● **Goal of the exercise**: All that is wanted is the span of lines from the one with "use promptgate_context::token::MESSAGE_OVERHEAD;" to the last line of the data, copied exactly.

────────────────────────────────────────

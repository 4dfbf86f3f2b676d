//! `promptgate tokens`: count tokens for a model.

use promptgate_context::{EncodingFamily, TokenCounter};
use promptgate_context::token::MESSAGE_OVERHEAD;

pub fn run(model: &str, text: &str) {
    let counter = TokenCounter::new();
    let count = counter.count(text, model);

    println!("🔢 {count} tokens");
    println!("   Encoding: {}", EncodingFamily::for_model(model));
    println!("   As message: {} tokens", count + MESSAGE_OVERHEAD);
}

────────────────────────────────────────

● **Response area**:
use promptgate_context::token::MESSAGE_OVERHEAD;

pub fn run(model: &str, text: &str) {
    let counter = TokenCounter::new();
    let count = counter.count(text, model);

    println!("🔢 {count} tokens");
    println!("   Encoding: {}", EncodingFamily::for_model(model));
    println!("   As message: {} tokens", count + MESSAGE_OVERHEAD);
}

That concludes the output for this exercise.